## Dataset records:
**********

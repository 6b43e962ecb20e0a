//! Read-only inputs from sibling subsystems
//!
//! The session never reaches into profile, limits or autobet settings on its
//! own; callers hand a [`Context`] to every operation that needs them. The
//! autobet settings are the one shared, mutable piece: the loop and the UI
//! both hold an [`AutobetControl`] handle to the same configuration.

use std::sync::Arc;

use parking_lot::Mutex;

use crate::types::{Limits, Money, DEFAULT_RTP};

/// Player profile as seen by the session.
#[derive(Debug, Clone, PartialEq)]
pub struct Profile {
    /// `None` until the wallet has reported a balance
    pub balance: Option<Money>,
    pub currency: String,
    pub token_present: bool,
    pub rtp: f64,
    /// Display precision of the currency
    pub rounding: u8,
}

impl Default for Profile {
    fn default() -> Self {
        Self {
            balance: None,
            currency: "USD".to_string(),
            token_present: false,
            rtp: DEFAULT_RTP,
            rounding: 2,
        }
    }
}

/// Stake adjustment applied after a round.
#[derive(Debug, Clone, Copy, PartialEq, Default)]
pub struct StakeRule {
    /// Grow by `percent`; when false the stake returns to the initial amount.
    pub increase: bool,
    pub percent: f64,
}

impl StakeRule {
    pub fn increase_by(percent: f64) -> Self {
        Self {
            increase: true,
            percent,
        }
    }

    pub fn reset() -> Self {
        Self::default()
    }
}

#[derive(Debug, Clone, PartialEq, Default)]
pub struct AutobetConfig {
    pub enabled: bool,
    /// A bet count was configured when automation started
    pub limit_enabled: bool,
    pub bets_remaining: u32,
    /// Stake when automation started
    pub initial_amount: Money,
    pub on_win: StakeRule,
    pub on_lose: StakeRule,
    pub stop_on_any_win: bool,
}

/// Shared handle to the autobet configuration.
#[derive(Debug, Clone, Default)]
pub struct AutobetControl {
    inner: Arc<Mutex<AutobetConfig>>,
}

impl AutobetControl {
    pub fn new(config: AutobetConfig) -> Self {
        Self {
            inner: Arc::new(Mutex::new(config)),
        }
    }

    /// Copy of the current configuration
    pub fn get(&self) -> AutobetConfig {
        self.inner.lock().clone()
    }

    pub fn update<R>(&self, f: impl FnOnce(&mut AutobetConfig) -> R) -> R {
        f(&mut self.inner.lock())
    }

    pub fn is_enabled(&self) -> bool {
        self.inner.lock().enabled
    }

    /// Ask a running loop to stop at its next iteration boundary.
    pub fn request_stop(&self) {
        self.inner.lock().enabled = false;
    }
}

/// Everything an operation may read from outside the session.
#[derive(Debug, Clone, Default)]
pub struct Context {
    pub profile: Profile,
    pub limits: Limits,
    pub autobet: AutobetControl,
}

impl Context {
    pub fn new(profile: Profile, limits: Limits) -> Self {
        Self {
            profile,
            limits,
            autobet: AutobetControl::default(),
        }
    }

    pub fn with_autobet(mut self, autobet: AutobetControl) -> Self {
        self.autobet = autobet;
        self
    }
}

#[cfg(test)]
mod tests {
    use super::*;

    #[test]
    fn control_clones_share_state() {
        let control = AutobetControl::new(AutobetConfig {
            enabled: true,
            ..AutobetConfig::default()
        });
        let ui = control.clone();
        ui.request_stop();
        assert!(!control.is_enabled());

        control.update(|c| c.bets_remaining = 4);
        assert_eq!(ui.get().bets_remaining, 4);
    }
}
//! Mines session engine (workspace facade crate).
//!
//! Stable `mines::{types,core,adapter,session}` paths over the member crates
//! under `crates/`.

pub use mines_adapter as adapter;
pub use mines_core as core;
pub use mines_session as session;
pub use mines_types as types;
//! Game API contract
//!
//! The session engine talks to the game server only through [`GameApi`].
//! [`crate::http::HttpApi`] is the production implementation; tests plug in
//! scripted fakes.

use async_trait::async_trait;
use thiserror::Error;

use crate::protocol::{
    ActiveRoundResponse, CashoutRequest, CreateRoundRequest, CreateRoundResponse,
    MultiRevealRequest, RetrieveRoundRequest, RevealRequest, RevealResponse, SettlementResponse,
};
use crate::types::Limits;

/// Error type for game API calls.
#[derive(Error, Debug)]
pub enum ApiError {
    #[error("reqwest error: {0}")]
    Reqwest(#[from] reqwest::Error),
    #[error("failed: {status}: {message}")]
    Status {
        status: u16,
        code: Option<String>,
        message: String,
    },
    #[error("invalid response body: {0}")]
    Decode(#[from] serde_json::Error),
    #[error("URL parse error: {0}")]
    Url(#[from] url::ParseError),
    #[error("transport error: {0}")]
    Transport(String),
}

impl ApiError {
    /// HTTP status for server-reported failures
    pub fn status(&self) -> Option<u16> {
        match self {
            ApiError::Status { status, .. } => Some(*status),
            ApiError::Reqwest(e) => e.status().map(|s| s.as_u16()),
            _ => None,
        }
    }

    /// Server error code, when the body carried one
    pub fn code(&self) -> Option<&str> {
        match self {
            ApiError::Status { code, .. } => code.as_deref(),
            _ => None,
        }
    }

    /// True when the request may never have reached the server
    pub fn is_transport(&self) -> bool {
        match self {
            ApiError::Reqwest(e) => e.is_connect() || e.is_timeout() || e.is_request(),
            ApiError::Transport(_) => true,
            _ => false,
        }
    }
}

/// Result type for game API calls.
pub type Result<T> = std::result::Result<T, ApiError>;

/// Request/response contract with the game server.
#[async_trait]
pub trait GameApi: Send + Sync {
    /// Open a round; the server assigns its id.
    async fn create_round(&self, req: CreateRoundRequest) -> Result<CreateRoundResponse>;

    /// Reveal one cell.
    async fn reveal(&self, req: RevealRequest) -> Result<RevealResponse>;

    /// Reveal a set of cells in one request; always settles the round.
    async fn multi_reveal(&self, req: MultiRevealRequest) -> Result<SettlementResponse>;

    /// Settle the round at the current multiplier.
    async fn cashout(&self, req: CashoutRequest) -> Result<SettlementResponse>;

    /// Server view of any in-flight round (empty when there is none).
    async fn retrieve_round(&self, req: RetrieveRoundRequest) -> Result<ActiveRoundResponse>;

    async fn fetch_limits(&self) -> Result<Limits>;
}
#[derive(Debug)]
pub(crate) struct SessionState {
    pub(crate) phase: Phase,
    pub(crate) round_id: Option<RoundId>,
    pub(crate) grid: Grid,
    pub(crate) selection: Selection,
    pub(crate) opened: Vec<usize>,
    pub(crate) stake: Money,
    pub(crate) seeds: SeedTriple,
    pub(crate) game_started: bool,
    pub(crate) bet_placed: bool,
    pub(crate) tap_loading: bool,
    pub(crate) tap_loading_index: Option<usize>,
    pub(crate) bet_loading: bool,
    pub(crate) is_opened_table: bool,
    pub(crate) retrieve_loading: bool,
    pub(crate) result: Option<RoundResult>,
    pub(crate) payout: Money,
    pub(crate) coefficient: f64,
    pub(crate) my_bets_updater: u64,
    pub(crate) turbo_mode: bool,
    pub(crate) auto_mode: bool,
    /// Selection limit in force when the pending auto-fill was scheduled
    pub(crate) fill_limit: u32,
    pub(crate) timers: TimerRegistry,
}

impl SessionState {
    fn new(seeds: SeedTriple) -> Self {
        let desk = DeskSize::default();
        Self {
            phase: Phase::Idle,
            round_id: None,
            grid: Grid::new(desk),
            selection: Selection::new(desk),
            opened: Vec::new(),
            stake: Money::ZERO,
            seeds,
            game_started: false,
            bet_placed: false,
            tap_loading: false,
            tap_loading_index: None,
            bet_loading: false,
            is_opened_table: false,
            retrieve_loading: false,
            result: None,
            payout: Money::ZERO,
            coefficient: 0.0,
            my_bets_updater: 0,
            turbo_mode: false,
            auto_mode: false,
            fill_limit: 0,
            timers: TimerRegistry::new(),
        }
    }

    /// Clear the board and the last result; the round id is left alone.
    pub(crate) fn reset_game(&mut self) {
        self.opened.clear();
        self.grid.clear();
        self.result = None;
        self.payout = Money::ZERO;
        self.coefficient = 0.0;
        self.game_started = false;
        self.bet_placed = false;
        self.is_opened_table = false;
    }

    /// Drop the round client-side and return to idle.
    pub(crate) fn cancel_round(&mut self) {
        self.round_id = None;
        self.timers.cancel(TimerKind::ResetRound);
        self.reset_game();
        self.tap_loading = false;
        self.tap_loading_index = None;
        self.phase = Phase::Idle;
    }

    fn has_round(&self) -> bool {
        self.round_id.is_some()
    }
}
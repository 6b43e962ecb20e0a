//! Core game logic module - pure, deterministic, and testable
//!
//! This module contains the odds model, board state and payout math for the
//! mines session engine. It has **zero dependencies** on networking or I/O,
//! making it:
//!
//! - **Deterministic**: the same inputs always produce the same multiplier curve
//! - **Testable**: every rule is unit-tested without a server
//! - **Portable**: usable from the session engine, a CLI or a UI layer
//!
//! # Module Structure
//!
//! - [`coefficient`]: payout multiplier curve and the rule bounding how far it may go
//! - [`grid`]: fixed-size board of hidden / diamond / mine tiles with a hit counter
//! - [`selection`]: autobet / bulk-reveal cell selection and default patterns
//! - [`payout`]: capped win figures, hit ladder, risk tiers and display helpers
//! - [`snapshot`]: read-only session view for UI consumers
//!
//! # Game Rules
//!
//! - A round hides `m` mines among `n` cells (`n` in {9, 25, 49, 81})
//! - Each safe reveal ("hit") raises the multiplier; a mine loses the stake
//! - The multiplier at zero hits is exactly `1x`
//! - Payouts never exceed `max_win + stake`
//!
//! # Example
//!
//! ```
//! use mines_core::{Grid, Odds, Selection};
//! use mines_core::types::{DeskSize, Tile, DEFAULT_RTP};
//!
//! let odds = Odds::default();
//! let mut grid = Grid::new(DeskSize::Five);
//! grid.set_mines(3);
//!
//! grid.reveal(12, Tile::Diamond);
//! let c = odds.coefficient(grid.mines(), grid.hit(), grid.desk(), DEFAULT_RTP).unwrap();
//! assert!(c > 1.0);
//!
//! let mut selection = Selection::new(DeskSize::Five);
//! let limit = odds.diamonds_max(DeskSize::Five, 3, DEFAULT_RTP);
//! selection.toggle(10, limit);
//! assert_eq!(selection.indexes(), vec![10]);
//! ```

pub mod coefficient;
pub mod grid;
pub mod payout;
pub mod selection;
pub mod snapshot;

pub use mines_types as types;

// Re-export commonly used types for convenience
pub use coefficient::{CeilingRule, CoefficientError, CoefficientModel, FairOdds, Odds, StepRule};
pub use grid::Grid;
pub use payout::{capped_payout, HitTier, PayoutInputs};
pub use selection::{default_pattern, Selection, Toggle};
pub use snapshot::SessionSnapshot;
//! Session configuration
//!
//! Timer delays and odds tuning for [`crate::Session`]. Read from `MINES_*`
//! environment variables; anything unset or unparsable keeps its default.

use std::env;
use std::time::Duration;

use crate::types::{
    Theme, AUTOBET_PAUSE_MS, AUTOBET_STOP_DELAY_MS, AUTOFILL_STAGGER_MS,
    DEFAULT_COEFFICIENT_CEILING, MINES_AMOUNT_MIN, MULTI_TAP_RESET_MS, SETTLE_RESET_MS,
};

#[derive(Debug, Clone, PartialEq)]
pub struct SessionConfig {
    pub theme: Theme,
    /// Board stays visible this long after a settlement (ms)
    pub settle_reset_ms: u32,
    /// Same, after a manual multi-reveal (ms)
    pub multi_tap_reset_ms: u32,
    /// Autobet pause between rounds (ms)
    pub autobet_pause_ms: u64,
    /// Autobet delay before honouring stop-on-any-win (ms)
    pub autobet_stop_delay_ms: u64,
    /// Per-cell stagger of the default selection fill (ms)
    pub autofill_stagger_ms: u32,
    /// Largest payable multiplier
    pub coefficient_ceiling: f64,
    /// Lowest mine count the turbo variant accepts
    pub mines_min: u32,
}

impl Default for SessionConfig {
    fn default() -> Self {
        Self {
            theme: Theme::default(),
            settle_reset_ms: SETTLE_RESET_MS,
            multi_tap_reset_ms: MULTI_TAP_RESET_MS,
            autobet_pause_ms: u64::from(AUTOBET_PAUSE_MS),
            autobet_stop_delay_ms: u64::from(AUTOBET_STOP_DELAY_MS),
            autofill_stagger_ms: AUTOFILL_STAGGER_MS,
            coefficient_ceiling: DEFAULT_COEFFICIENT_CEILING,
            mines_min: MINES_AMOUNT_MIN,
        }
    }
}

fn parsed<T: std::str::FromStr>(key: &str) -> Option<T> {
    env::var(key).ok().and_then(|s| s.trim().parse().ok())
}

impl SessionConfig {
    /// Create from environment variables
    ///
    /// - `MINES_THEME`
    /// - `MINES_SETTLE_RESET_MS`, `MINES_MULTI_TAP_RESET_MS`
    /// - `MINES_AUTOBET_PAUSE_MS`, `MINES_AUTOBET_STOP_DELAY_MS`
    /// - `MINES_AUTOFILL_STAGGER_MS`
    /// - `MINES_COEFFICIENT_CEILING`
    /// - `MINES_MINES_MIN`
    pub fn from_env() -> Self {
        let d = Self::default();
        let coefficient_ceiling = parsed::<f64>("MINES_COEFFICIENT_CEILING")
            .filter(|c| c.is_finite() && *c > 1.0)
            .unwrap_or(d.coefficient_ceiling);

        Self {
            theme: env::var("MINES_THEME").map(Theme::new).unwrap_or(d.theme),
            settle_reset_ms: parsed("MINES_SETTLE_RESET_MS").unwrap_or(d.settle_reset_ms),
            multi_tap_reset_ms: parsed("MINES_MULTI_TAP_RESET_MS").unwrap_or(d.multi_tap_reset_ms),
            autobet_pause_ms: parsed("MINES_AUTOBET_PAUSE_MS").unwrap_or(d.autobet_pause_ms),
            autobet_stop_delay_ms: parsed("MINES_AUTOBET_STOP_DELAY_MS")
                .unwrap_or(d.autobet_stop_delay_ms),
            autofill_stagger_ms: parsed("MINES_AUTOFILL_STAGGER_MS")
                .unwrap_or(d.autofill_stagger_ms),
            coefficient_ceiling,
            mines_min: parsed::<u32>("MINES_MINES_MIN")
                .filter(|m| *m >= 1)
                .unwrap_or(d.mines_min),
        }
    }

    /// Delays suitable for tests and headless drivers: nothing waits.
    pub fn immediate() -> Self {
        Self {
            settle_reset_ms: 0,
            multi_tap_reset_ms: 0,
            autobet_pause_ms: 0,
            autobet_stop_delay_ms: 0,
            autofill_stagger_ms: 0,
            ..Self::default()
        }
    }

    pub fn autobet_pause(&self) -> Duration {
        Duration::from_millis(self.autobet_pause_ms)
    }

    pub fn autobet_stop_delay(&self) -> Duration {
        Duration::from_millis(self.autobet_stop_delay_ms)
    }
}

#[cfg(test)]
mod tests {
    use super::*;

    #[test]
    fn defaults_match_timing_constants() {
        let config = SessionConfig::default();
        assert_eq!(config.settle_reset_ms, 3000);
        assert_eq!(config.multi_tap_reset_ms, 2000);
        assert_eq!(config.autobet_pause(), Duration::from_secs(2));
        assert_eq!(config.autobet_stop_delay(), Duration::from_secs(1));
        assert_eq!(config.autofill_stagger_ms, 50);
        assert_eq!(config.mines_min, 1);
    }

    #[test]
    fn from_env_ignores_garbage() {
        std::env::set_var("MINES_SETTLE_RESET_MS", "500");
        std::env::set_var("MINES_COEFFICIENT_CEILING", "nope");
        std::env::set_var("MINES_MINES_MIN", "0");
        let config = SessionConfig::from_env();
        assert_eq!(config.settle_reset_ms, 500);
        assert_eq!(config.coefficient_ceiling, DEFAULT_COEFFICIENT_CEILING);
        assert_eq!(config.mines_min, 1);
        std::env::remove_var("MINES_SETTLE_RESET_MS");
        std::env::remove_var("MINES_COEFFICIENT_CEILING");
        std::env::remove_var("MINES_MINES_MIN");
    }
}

**********

Find the lines above that include the string "Debug" and copy them.

## Task response:
#[derive(Debug, Clone, PartialEq)]
#[derive(Debug, Clone, Copy, PartialEq, Default)]
#[derive(Debug, Clone, PartialEq, Default)]
#[derive(Debug, Clone, Default)]
#[derive(Debug, Clone, Default)]
#[derive(Error, Debug)]
#[derive(Debug)]
#[derive(Debug, Clone, PartialEq)]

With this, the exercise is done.